Keywords:Acylethanolamines, inflammation, PPAR-alpha, SCI
Abstract:The endogenous fatty acid palmitoylethanolamide (PEA) is one of the members of N-acyl-ethanolamines
family. PEA was identified more than five decades ago and was shown to reduce allergic reactions and inflammation in
animals along with influenza symptoms in humans. Interest in this compound faded, however, until the discovery that one
of its structural analogs, anandamide (arachidonoylethanolamide), serves as an endogenous ligand for cannabinoid
receptors, the molecular target of Δ9-tetrahydrocannabinol in marijuana. Since this finding, PEA has been shown to inhibit
peripheral inflammation and mast-cell degranulation, as well as to exert neuroprotective and antinociceptive effects in rats
and mice. These actions are also mediated by PPAR-α activation and are accompanied by a decrease in nitric oxide
production, neutrophil influx, and expression of proinflammatory proteins such as inducible nitric oxide synthase (iNOS)

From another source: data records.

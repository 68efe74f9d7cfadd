//! Configuration loading and base path resolution
//!
//! Configuration is a single TOML file. Every table is optional; missing
//! tables and fields fall back to built-in defaults defined in this module.
//!
//! # Resolution order
//!
//! Config file:
//! 1. Explicit path (command line / `ARIA_CONFIG`)
//! 2. `<base>/aria-report.toml`
//! 3. `<user config dir>/aria-report/config.toml`
//! 4. Built-in defaults
//!
//! Base path:
//! 1. Command-line argument
//! 2. Environment variable
//! 3. TOML `base_path`
//! 4. Current working directory

use crate::{Error, Result};
use serde::{Deserialize, Serialize};
use std::collections::BTreeMap;
use std::path::{Path, PathBuf};
use std::time::Duration;
use tracing::{debug, info};

/// File name looked up inside the project base directory
pub const PROJECT_CONFIG_FILE: &str = "aria-report.toml";

/// Environment variable naming the project base directory
pub const BASE_PATH_ENV: &str = "ARIA_BASE_PATH";

/// Provider kinds accepted by the chat-completion client
pub const SUPPORTED_PROVIDERS: &[&str] = &["openai", "openai-compatible"];

/// Top-level TOML configuration
#[derive(Debug, Clone, Serialize, Deserialize)]
pub struct TomlConfig {
    /// Project root holding the `materials/` tree (optional)
    #[serde(default, skip_serializing_if = "Option::is_none")]
    pub base_path: Option<PathBuf>,

    /// Logging configuration
    #[serde(default)]
    pub logging: LoggingConfig,

    /// Section writer tuning
    #[serde(default)]
    pub writer: WriterSettings,

    /// Primary generation service
    #[serde(default = "default_primary")]
    pub primary: GeneratorSettings,

    /// Secondary generation service
    #[serde(default = "default_secondary")]
    pub secondary: GeneratorSettings,
}

impl Default for TomlConfig {
    fn default() -> Self {
        Self {
            base_path: None,
            logging: LoggingConfig::default(),
            writer: WriterSettings::default(),
            primary: default_primary(),
            secondary: default_secondary(),
        }
    }
}

/// Logging configuration
#[derive(Debug, Clone, Serialize, Deserialize)]
pub struct LoggingConfig {
    /// Log level (trace, debug, info, warn, error)
    #[serde(default = "default_log_level")]
    pub level: String,

    /// Log file path (optional, logs to stderr if not specified)
    #[serde(default, skip_serializing_if = "Option::is_none")]
    pub file: Option<PathBuf>,
}

impl Default for LoggingConfig {
    fn default() -> Self {
        Self {
            level: default_log_level(),
            file: None,
        }
    }
}

/// Tunable parameters for dual-source section generation
#[derive(Debug, Clone, Serialize, Deserialize)]
pub struct WriterSettings {
    /// Sampling temperature sent to both generators
    #[serde(default = "default_temperature")]
    pub temperature: f32,

    /// Completion token cap per request
    #[serde(default = "default_max_output_tokens")]
    pub max_output_tokens: u32,

    /// Nucleus sampling parameter
    #[serde(default = "default_top_p")]
    pub top_p: f32,

    /// Target language tag ("zh..." requests Chinese prose, anything else English)
    #[serde(default = "default_language")]
    pub language: String,

    /// Maximum number of excerpts included in one grounding prompt
    #[serde(default = "default_max_context_segments")]
    pub max_context_segments: usize,

    /// Minimum paragraph score for a non-winning candidate paragraph to be merged
    #[serde(default = "default_min_paragraph_score")]
    pub min_paragraph_score: f64,
}

impl Default for WriterSettings {
    fn default() -> Self {
        Self {
            temperature: default_temperature(),
            max_output_tokens: default_max_output_tokens(),
            top_p: default_top_p(),
            language: default_language(),
            max_context_segments: default_max_context_segments(),
            min_paragraph_score: default_min_paragraph_score(),
        }
    }
}

/// Connection settings for one chat-completion service
#[derive(Debug, Clone, Serialize, Deserialize)]
pub struct GeneratorSettings {
    /// Identifier used in logs and candidate file names
    pub identifier: String,

    /// Model name sent with each request
    pub model: String,

    /// Provider kind (see [`SUPPORTED_PROVIDERS`])
    #[serde(default = "default_provider")]
    pub provider: String,

    /// Environment variable consulted when `api_key` is absent
    #[serde(default = "default_api_key_env")]
    pub api_key_env: String,

    /// Explicit credential (takes precedence over `api_key_env`)
    #[serde(default, skip_serializing_if = "Option::is_none")]
    pub api_key: Option<String>,

    /// Endpoint root; `/v1/chat/completions` is appended
    #[serde(default, skip_serializing_if = "Option::is_none")]
    pub base_url: Option<String>,

    /// Request timeout in seconds
    #[serde(default = "default_timeout_secs")]
    pub timeout_secs: f64,

    /// Additional HTTP headers sent with every request
    #[serde(default)]
    pub extra_headers: BTreeMap<String, String>,
}

impl GeneratorSettings {
    /// Create settings with defaults for everything except identity and model
    pub fn new(identifier: impl Into<String>, model: impl Into<String>) -> Self {
        Self {
            identifier: identifier.into(),
            model: model.into(),
            provider: default_provider(),
            api_key_env: default_api_key_env(),
            api_key: None,
            base_url: None,
            timeout_secs: default_timeout_secs(),
            extra_headers: BTreeMap::new(),
        }
    }

    /// Return the API key, preferring the explicit value over the environment
    pub fn resolve_api_key(&self) -> Result<String> {
        if let Some(key) = self.api_key.as_deref().filter(|k| is_valid_key(k)) {
            return Ok(key.to_string());
        }

        match std::env::var(&self.api_key_env) {
            Ok(key) if is_valid_key(&key) => {
                debug!(
                    client = %self.identifier,
                    env = %self.api_key_env,
                    "API key loaded from environment variable"
                );
                Ok(key)
            }
            _ => Err(Error::Config(format!(
                "Missing API key for generation client '{}'. Provide `api_key` in the config \
                 or set the environment variable '{}'",
                self.identifier, self.api_key_env
            ))),
        }
    }

    /// Reject provider kinds the chat-completion client cannot talk to
    pub fn validate_provider(&self) -> Result<()> {
        if SUPPORTED_PROVIDERS.contains(&self.provider.as_str()) {
            Ok(())
        } else {
            Err(Error::Config(format!(
                "Generation client '{}' uses unsupported provider '{}' (expected one of: {})",
                self.identifier,
                self.provider,
                SUPPORTED_PROVIDERS.join(", ")
            )))
        }
    }

    /// Request timeout as a `Duration`; must be positive and representable
    pub fn timeout(&self) -> Result<Duration> {
        if self.timeout_secs.is_nan() || self.timeout_secs <= 0.0 {
            return Err(Error::Config(format!(
                "Generation client '{}' has invalid timeout_secs {} (must be positive)",
                self.identifier, self.timeout_secs
            )));
        }
        Duration::try_from_secs_f64(self.timeout_secs).map_err(|e| {
            Error::Config(format!(
                "Generation client '{}' has invalid timeout_secs {}: {}",
                self.identifier, self.timeout_secs, e
            ))
        })
    }
}

/// Validate API key (non-empty, non-whitespace)
pub fn is_valid_key(key: &str) -> bool {
    !key.trim().is_empty()
}

fn default_log_level() -> String {
    "info".to_string()
}

fn default_temperature() -> f32 {
    0.3
}

fn default_max_output_tokens() -> u32 {
    800
}

fn default_top_p() -> f32 {
    0.9
}

fn default_language() -> String {
    "zh".to_string()
}

fn default_max_context_segments() -> usize {
    10
}

fn default_min_paragraph_score() -> f64 {
    0.25
}

fn default_provider() -> String {
    "openai-compatible".to_string()
}

fn default_api_key_env() -> String {
    "OPENAI_API_KEY".to_string()
}

fn default_timeout_secs() -> f64 {
    60.0
}

fn default_primary() -> GeneratorSettings {
    GeneratorSettings::new("primary", "gpt-4o-mini")
}

fn default_secondary() -> GeneratorSettings {
    GeneratorSettings {
        api_key_env: "DEEPSEEK_API_KEY".to_string(),
        base_url: Some("https://api.deepseek.com".to_string()),
        ..GeneratorSettings::new("secondary", "deepseek-chat")
    }
}

/// Locate the configuration file to load, if any
///
/// `explicit` wins unconditionally (a missing explicit file is reported by
/// [`load_toml_config`]). Otherwise the project file under `base_hint` and
/// the per-user file are tried in that order.
pub fn resolve_config_path(explicit: Option<&Path>, base_hint: Option<&Path>) -> Option<PathBuf> {
    if let Some(path) = explicit {
        return Some(path.to_path_buf());
    }

    if let Some(base) = base_hint {
        let project = base.join(PROJECT_CONFIG_FILE);
        if project.is_file() {
            return Some(project);
        }
    }

    dirs::config_dir()
        .map(|d| d.join("aria-report").join("config.toml"))
        .filter(|p| p.is_file())
}

/// Parse a TOML configuration file
pub fn load_toml_config(path: &Path) -> Result<TomlConfig> {
    let content = std::fs::read_to_string(path).map_err(|e| {
        Error::Config(format!("Read TOML failed ({}): {}", path.display(), e))
    })?;
    let config: TomlConfig = toml::from_str(&content)
        .map_err(|e| Error::Config(format!("Parse TOML failed ({}): {}", path.display(), e)))?;
    debug!("Parsed configuration from {}", path.display());
    Ok(config)
}

/// Load configuration from `path`, or built-in defaults when no file applies
pub fn load_config(path: Option<&Path>) -> Result<TomlConfig> {
    match path {
        Some(path) => load_toml_config(path),
        None => {
            debug!("No configuration file found; using built-in defaults");
            Ok(TomlConfig::default())
        }
    }
}

/// Resolve the project base path
///
/// Priority: command-line argument → environment variable → TOML → current directory.
pub fn resolve_base_path(
    cli_arg: Option<&Path>,
    env_var_name: &str,
    config: &TomlConfig,
) -> PathBuf {
    if let Some(path) = cli_arg {
        return path.to_path_buf();
    }

    if let Ok(path) = std::env::var(env_var_name) {
        if !path.trim().is_empty() {
            return PathBuf::from(path);
        }
    }

    if let Some(path) = &config.base_path {
        return path.clone();
    }

    std::env::current_dir().unwrap_or_else(|_| PathBuf::from("."))
}

/// Write configuration to disk atomically (temp file + rename)
///
/// On Unix the file is restricted to the owner (0600) since it may carry
/// API keys.
pub fn write_toml_config(config: &TomlConfig, path: &Path) -> Result<()> {
    let content = toml::to_string_pretty(config)
        .map_err(|e| Error::Config(format!("Serialize TOML failed: {}", e)))?;

    if let Some(parent) = path.parent() {
        if !parent.as_os_str().is_empty() {
            std::fs::create_dir_all(parent)?;
        }
    }

    let temp_path = path.with_extension("toml.tmp");
    std::fs::write(&temp_path, content)?;

    #[cfg(unix)]
    {
        use std::os::unix::fs::PermissionsExt;
        std::fs::set_permissions(&temp_path, std::fs::Permissions::from_mode(0o600))?;
    }

    std::fs::rename(&temp_path, path)?;
    info!("Configuration written to {}", path.display());
    Ok(())
}

#[cfg(test)]
mod tests {
    use super::*;

    #[test]
    fn test_defaults_when_tables_missing() {
        let config: TomlConfig = toml::from_str("").unwrap();
        assert_eq!(config.logging.level, "info");
        assert_eq!(config.writer.max_context_segments, 10);
        assert_eq!(config.writer.min_paragraph_score, 0.25);
        assert_eq!(config.primary.identifier, "primary");
        assert_eq!(config.secondary.identifier, "secondary");
        assert_eq!(
            config.secondary.base_url.as_deref(),
            Some("https://api.deepseek.com")
        );
    }

    #[test]
    fn test_partial_generator_table_uses_field_defaults() {
        let config: TomlConfig = toml::from_str(
            r#"
            [primary]
            identifier = "alpha"
            model = "m1"
            "#,
        )
        .unwrap();
        assert_eq!(config.primary.provider, "openai-compatible");
        assert_eq!(config.primary.api_key_env, "OPENAI_API_KEY");
        assert_eq!(config.primary.timeout_secs, 60.0);
        assert!(config.primary.extra_headers.is_empty());
    }

    #[test]
    fn test_explicit_key_preferred() {
        let mut settings = GeneratorSettings::new("p", "m");
        settings.api_key = Some("explicit".to_string());
        settings.api_key_env = "ARIA_TEST_UNSET_VARIABLE_FOR_KEY".to_string();
        assert_eq!(settings.resolve_api_key().unwrap(), "explicit");
    }

    #[test]
    fn test_missing_key_is_config_error() {
        let mut settings = GeneratorSettings::new("p", "m");
        settings.api_key = Some("   ".to_string());
        settings.api_key_env = "ARIA_TEST_UNSET_VARIABLE_FOR_KEY".to_string();
        let err = settings.resolve_api_key().unwrap_err();
        assert!(matches!(err, Error::Config(_)));
        assert!(err.to_string().contains("ARIA_TEST_UNSET_VARIABLE_FOR_KEY"));
    }

    #[test]
    fn test_timeout_conversion() {
        let mut settings = GeneratorSettings::new("p", "m");
        settings.timeout_secs = 2.5;
        assert_eq!(settings.timeout().unwrap(), Duration::from_millis(2500));
    }

    #[test]
    fn test_unrepresentable_timeout_is_config_error() {
        let config: TomlConfig = toml::from_str(
            r#"
            [primary]
            timeout_secs = inf
            "#,
        )
        .unwrap();
        assert!(matches!(config.primary.timeout(), Err(Error::Config(_))));

        let mut settings = GeneratorSettings::new("p", "m");
        for bad in [1e300, 0.0, -3.0, f64::NAN] {
            settings.timeout_secs = bad;
            assert!(matches!(settings.timeout(), Err(Error::Config(_))), "{}", bad);
        }
    }

    #[test]
    fn test_provider_validation() {
        let mut settings = GeneratorSettings::new("p", "m");
        assert!(settings.validate_provider().is_ok());
        settings.provider = "openai".to_string();
        assert!(settings.validate_provider().is_ok());
        settings.provider = "anthropic".to_string();
        assert!(matches!(settings.validate_provider(), Err(Error::Config(_))));
    }

    #[test]
    fn test_is_valid_key() {
        assert!(is_valid_key("abc"));
        assert!(!is_valid_key(""));
        assert!(!is_valid_key("  \t"));
    }
}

and cyclooxygenase-2 (COX-2). In addition to the hypothesis that PEA has potent immunoregulatory properties, recent
data have demonstrated that PEA may also play a key role in the regulation of complex systems involved in the
inflammatory response, pruritus, neurogenic and neuropathic pain. In this review, we discuss briefly the present
understanding therapeutic mechanisms of PEA and the novel possible PEA clinical use for the treatment of several
inflammatory diseases and trauma.